The ‘Dawg-Days’ and ‘Hands Off Help’…
Well, it ain’t very cold out there, and this time of year is always the hardest for Texas & Southern Plains Bison. Our charge as humans is to plan accordingly and provide the bison with the ability to be resilient and get through all the aspects of their doin’s, and ours, alive and well. Planning sounds easy when you’re sitting around talking about how to get an honest day’s work from one end to the other, but it is always hard to feel what the day may become until you’re smack-dab in the middle of it. Personally; I strive to leave a plan B in place, and extra time, just in case ‘my plan’ for the day runs through the alphabet from A to Z with curve balls and/or unforeseen circumstance such as – it’s getting too damn hot… Transportation is one of these plans that should be considered with care and regard for the animals’ well being. Heat stress can be deadly, costly, and most of all – an unfairly impossible circumstance for the bison to survive unless you plan for the heat. Sometimes you just have to ship, for one reason or another, but loads should be looser, or hauled at night in regions that actually cool off at night, or planned for early morning when the animals are strong. Some populations do not have to be shipped, or worked, and the wisest move is to wait till fall.
Also be looking around and seeing when you look. Are the bison healthy? Are the little ones able to drink water? Is your operation, and their habitat, providing them the ability to be resilient? Each operation is different, each herd is different, and it always pays off to go out and sit with the herd and watch what’s ‘actually’ going on in their world.

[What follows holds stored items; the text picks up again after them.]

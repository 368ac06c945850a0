pub mod model;
pub mod printer;
pub mod storage;

pub use model::{ComparisonRow, HistoryEntry};
pub use printer::{comparison_table, history_table, print_comparison, print_history};
pub use storage::HistoryStore;
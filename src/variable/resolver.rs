use crate::collection::RequestTemplate;
use crate::variable::types::Environment;
use regex::{Captures, Regex};
use std::sync::OnceLock;
use tracing::debug;

const PLACEHOLDER_OPEN: &str = "{{$";
const PLACEHOLDER_CLOSE: &str = "}}";

/// 变量替换器
pub struct VariableResolver;

impl VariableResolver {
    /// 替换文本中所有 `{{$name}}` 占位符
    ///
    /// 单次从左到右扫描：替换进来的值不会再被展开，结果与变量表的迭代顺序无关。
    /// 变量表中不存在的占位符保持原样。
    ///
    /// 注意：如果某个值本身包含已知变量的 `{{$name}}`，该占位符会原样留在结果中，
    /// 即结果里仍可能出现已定义变量的字面占位符。逐个变量依次替换的做法会把它展开。
    pub fn resolve(text: &str, env: &Environment) -> String {
        if text.is_empty() || env.is_empty() || !text.contains(PLACEHOLDER_OPEN) {
            return text.to_string();
        }

        let mut output = String::with_capacity(text.len());
        let mut rest = text;

        while let Some(start) = rest.find(PLACEHOLDER_OPEN) {
            output.push_str(&rest[..start]);
            let after_open = &rest[start + PLACEHOLDER_OPEN.len()..];

            let Some(end) = after_open.find(PLACEHOLDER_CLOSE) else {
                // 没有闭合的占位符，剩余部分原样输出
                output.push_str(&rest[start..]);
                return output;
            };

            let name = &after_open[..end];
            match env.get(name) {
                Some(value) => {
                    output.push_str(value);
                    rest = &after_open[end + PLACEHOLDER_CLOSE.len()..];
                }
                None => {
                    // 只跳过 "{{$"，以便 "{{$a{{$b}}" 中的 b 仍能被替换
                    output.push_str(PLACEHOLDER_OPEN);
                    rest = after_open;
                }
            }
        }

        output.push_str(rest);
        output
    }

    /// 对请求模板中的 URL、header 值、query 参数值和 body 做变量替换
    ///
    /// header 名、参数名以及认证字段不参与替换。
    pub fn resolve_template(template: &RequestTemplate, env: &Environment) -> RequestTemplate {
        debug!(
            "Resolving {} variables for request '{}'",
            env.len(),
            template.name
        );

        RequestTemplate {
            url: Self::resolve(&template.url, env),
            headers: template
                .headers
                .iter()
                .map(|(k, v)| (k.clone(), Self::resolve(v, env)))
                .collect(),
            params: template
                .params
                .iter()
                .map(|(k, v)| (k.clone(), Self::resolve(v, env)))
                .collect(),
            body: Self::resolve(&template.body, env),
            ..template.clone()
        }
    }

    /// 解析并替换系统环境变量 ${VAR}
    pub fn resolve_env_vars(text: &str) -> String {
        static ENV_REGEX: OnceLock<Regex> = OnceLock::new();
        let re = ENV_REGEX
            .get_or_init(|| Regex::new(r"\$\{([A-Z_][A-Z0-9_]*)\}").expect("valid env var regex"));

        re.replace_all(text, |caps: &Captures| {
            let env_name = &caps[1];
            std::env::var(env_name).unwrap_or_else(|_| caps[0].to_string())
        })
        .to_string()
    }
}
pub mod formatter;

pub use formatter::{ResponseFormat, ResponseFormatter};
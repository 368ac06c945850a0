pub mod executor;
pub mod reporter;
pub mod types;

pub use executor::CollectionRunner;
pub use reporter::TestReporter;
pub use types::{RunSummary, entry_passed};
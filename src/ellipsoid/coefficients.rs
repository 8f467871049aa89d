// Copyright (c) 2024 Ken Barker

// Permission is hereby granted, free of charge, to any person obtaining a copy
// of this software and associated documentation files (the "Software"),
// to deal in the Software without restriction, including without limitation the
// rights to use, copy, modify, merge, publish, distribute, sublicense, and/or
// sell copies of the Software, and to permit persons to whom the Software is
// furnished to do so, subject to the following conditions:

// The above copyright notice and this permission notice shall be included in
// all copies or substantial portions of the Software.

// THE SOFTWARE IS PROVIDED "AS IS", WITHOUT WARRANTY OF ANY KIND, EXPRESS OR
// IMPLIED, INCLUDING BUT NOT LIMITED TO THE WARRANTIES OF MERCHANTABILITY,
// FITNESS FOR A PARTICULAR PURPOSE AND NONINFRINGEMENT. IN NO EVENT SHALL THE
// AUTHORS OR COPYRIGHT HOLDERS BE LIABLE FOR ANY CLAIM, DAMAGES OR OTHER
// LIABILITY, WHETHER IN AN ACTION OF CONTRACT, TORT OR OTHERWISE, ARISING FROM,
// OUT OF OR IN CONNECTION WITH THE SOFTWARE OR THE USE OR OTHER DEALINGS IN
// THE SOFTWARE.

//! The coefficients module contains the series expansions in the third
//! flattening, `n`, used to convert between geodetic and rectifying latitudes.
//!
//! The series are truncated at order 6, giving a relative error of about
//! 1e-15 for terrestrial ellipsoids.
//! See: CFF Karney, [On auxiliary latitudes](https://arxiv.org/abs/2212.05818).

use angle_sc::{Angle, Radians};

/// The order of the series expansions.
pub const SERIES_ORDER: usize = 6;

/// Evaluate the coefficients of the series from geodetic latitude to
/// rectifying latitude: `mu = phi + sum C[k] sin(2k phi)`.
///
/// Note: the first coefficient is zero, so that `C[k]` is at index `k`.
/// * `n` - the third flattening of the ellipsoid.
#[must_use]
pub fn evaluate_coeffs_mu_phi(n: f64) -> [f64; SERIES_ORDER + 1] {
    let n2 = n * n;
    [
        0.0,
        n * evaluate_polynomial(&[-3.0 / 2.0, 9.0 / 16.0, -3.0 / 32.0], n2),
        n2 * evaluate_polynomial(&[15.0 / 16.0, -15.0 / 32.0, 135.0 / 2048.0], n2),
        n * n2 * evaluate_polynomial(&[-35.0 / 48.0, 105.0 / 256.0], n2),
        n2 * n2 * evaluate_polynomial(&[315.0 / 512.0, -189.0 / 512.0], n2),
        n * n2 * n2 * (-693.0 / 1280.0),
        n2 * n2 * n2 * (1001.0 / 2048.0),
    ]
}

/// Evaluate the coefficients of the series from rectifying latitude to
/// geodetic latitude: `phi = mu + sum D[k] sin(2k mu)`.
/// * `n` - the third flattening of the ellipsoid.
#[must_use]
pub fn evaluate_coeffs_phi_mu(n: f64) -> [f64; SERIES_ORDER + 1] {
    let n2 = n * n;
    [
        0.0,
        n * evaluate_polynomial(&[3.0 / 2.0, -27.0 / 32.0, 269.0 / 512.0], n2),
        n2 * evaluate_polynomial(&[21.0 / 16.0, -55.0 / 32.0, 6759.0 / 4096.0], n2),
        n * n2 * evaluate_polynomial(&[151.0 / 96.0, -417.0 / 128.0], n2),
        n2 * n2 * evaluate_polynomial(&[1097.0 / 512.0, -15543.0 / 2560.0], n2),
        n * n2 * n2 * (8011.0 / 2560.0),
        n2 * n2 * n2 * (293_393.0 / 61440.0),
    ]
}

/// Evaluate a first degree polynomial in x using
/// [Estrin's scheme](https://en.wikipedia.org/wiki/Estrin%27s_scheme).
/// * `coeffs` - the polynomial coefficients.
/// * `x` - the variable.
#[must_use]
fn evaluate_2_coeffs(coeffs: &[f64], x: f64) -> f64 {
    libm::fma(x, coeffs[1], coeffs[0])
}

/// Evaluate the polynomial in x using
/// [Horner's method](https://en.wikipedia.org/wiki/Horner%27s_method).
/// * `coeffs` - the polynomial coefficients, lowest order first.
/// * `x` - the variable.
#[must_use]
pub fn evaluate_polynomial(coeffs: &[f64], x: f64) -> f64 {
    match coeffs.len() {
        2 => evaluate_2_coeffs(coeffs, x),
        _ => coeffs.split_last().map_or(0.0, |(last, elements)| {
            elements
                .iter()
                .rev()
                .fold(*last, |result, element| libm::fma(result, x, *element))
        }),
    }
}

/// Evaluate the sine series `sum coeffs[k] sin(2k angle)` using
/// [Clenshaw summation](https://en.wikipedia.org/wiki/Clenshaw_algorithm).
///
/// Note: `coeffs[0]` is not used.
/// * `coeffs` - the series coefficients.
/// * `angle` - the angle.
#[must_use]
pub fn sin_cos_series(coeffs: &[f64], angle: Angle) -> Radians {
    let angle2x = angle.double();

    // the Clenshaw ak(theta) parameter, beta(k) = -1
    let ar = 2.0 * angle2x.cos().0;

    let (k0, _) = coeffs
        .get(1..)
        .unwrap_or_default()
        .iter()
        .rev()
        .fold((0.0, 0.0), |(k0, k1), coeff| {
            (libm::fma(ar, k0, coeff - k1), k0)
        });
    Radians(angle2x.sin().0 * k0)
}

/// Evaluate the divided difference of the sine series:
/// `(S(x) - S(y)) / (x - y)` where `S(x) = sum coeffs[k] sin(2k x)`.
///
/// The result is the derivative of the series when `x == y`.
/// * `coeffs` - the series coefficients.
/// * `x`, `y` - the angles in radians.
#[must_use]
pub fn sin_series_difference(coeffs: &[f64], x: Radians, y: Radians) -> f64 {
    let delta = x.0 - y.0;
    let sum = x.0 + y.0;
    let mut k = 0.0;
    let mut result = 0.0;
    for coeff in coeffs.iter().skip(1) {
        k += 1.0;
        let term = if delta == 0.0 {
            2.0 * k * libm::cos(2.0 * k * x.0)
        } else {
            2.0 * libm::cos(k * sum) * libm::sin(k * delta) / delta
        };
        result = libm::fma(*coeff, term, result);
    }
    result
}

#[cfg(test)]
mod tests {
    use super::*;
    use crate::ellipsoid::{calculate_3rd_flattening, wgs84};
    use angle_sc::{is_within_tolerance, Degrees};

    #[test]
    fn test_evaluate_coeffs_mu_phi() {
        let n = calculate_3rd_flattening(wgs84::F);
        let c = evaluate_coeffs_mu_phi(n);

        assert_eq!(0.0, c[0]);
        assert!(is_within_tolerance(-1.5 * n, c[1], 1e-8));
        assert!(is_within_tolerance(15.0 / 16.0 * n * n, c[2], 1e-11));
        assert!(c[3] < 0.0);
        assert!(0.0 < c[4]);
        assert!(c[5] < 0.0);
        assert!(0.0 < c[6]);

        // a sphere has no corrections
        let sphere = evaluate_coeffs_mu_phi(0.0);
        assert!(sphere.iter().all(|c| *c == 0.0));
    }

    #[test]
    fn test_evaluate_coeffs_phi_mu() {
        let n = calculate_3rd_flattening(wgs84::F);
        let d = evaluate_coeffs_phi_mu(n);

        assert_eq!(0.0, d[0]);
        assert!(is_within_tolerance(1.5 * n, d[1], 1e-8));
        assert!(d.iter().skip(1).all(|d| 0.0 < *d));
    }

    #[test]
    fn test_series_are_inverses() {
        let n = calculate_3rd_flattening(wgs84::F);
        let c = evaluate_coeffs_mu_phi(n);
        let d = evaluate_coeffs_phi_mu(n);

        for i in -90..91 {
            let phi = Radians(f64::from(i).to_radians());
            let mu = Radians(phi.0 + sin_cos_series(&c, Angle::from(phi)).0);
            let result = mu.0 + sin_cos_series(&d, Angle::from(mu)).0;
            assert!(is_within_tolerance(phi.0, result, 8.0 * f64::EPSILON));
        }
    }

    #[test]
    fn test_sin_cos_series() {
        let coeffs = [0.0, 1.0, 0.5, 0.25];
        let x = 0.3;
        let expected =
            libm::sin(2.0 * x) + 0.5 * libm::sin(4.0 * x) + 0.25 * libm::sin(6.0 * x);
        let result = sin_cos_series(&coeffs, Angle::from(Radians(x)));
        assert!(is_within_tolerance(expected, result.0, 2.0 * f64::EPSILON));

        // sin(2x) is zero at the equator and the poles
        assert_eq!(0.0, sin_cos_series(&coeffs, Angle::default()).0);
        assert_eq!(
            0.0,
            sin_cos_series(&coeffs, Angle::from(Degrees(90.0))).0
        );

        // proportional to the angle near the equator
        let x = 1.0e-17;
        let result = sin_cos_series(&coeffs, Angle::from(Radians(x)));
        assert!(is_within_tolerance(5.5 * x, result.0, 4.0 * f64::EPSILON * x));

        let empty: &[f64] = &[];
        assert_eq!(0.0, sin_cos_series(empty, Angle::from(Radians(0.3))).0);
    }

    #[test]
    fn test_sin_series_difference() {
        let coeffs = [0.0, 1.0, 0.5, 0.25];
        let series = |x: f64| {
            libm::sin(2.0 * x) + 0.5 * libm::sin(4.0 * x) + 0.25 * libm::sin(6.0 * x)
        };

        let (x, y) = (0.7, 0.2);
        let expected = (series(x) - series(y)) / (x - y);
        let result = sin_series_difference(&coeffs, Radians(x), Radians(y));
        assert!(is_within_tolerance(expected, result, 8.0 * f64::EPSILON));

        // the derivative when x == y
        let expected = 2.0 * libm::cos(2.0 * x)
            + 2.0 * libm::cos(4.0 * x)
            + 1.5 * libm::cos(6.0 * x);
        let result = sin_series_difference(&coeffs, Radians(x), Radians(x));
        assert!(is_within_tolerance(expected, result, 8.0 * f64::EPSILON));
    }

    #[test]
    fn test_evaluate_polynomial() {
        assert_eq!(1.0, evaluate_polynomial(&[1.0, 2.0, 3.0], 0.0));
        assert_eq!(6.0, evaluate_polynomial(&[1.0, 2.0, 3.0], 1.0));
        assert_eq!(17.0, evaluate_polynomial(&[1.0, 2.0, 3.0], 2.0));
        assert_eq!(5.0, evaluate_polynomial(&[1.0, 2.0], 2.0));
        assert_eq!(3.0, evaluate_polynomial(&[3.0], 2.0));

        let empty: &[f64] = &[];
        assert_eq!(0.0, evaluate_polynomial(empty, 2.0));
    }
}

Speaking of providing for the bison’s ability to be resilient, this time of year can be extremely critical with regard to internal parasite load management. It is also the most critical time of year to take deep looks at the facts. This (can) be more urgent and critical in the Southern Plains during the dawg-days… The facts include: what’s going on ‘in there’ and there are ways for you to find out. Taking fecal samples and learning not only the EPG’s (Eggs Per Gram) but the species of worms impacting your herd is vital to creating a knowledge base and defense strategy in the war on worms in Bison. Creating this program will result in your own Parisitology (the study of parasitic organisms) program that is specific to your herd and ranch / farm/ habitat, which is a biotic system that includes parasites.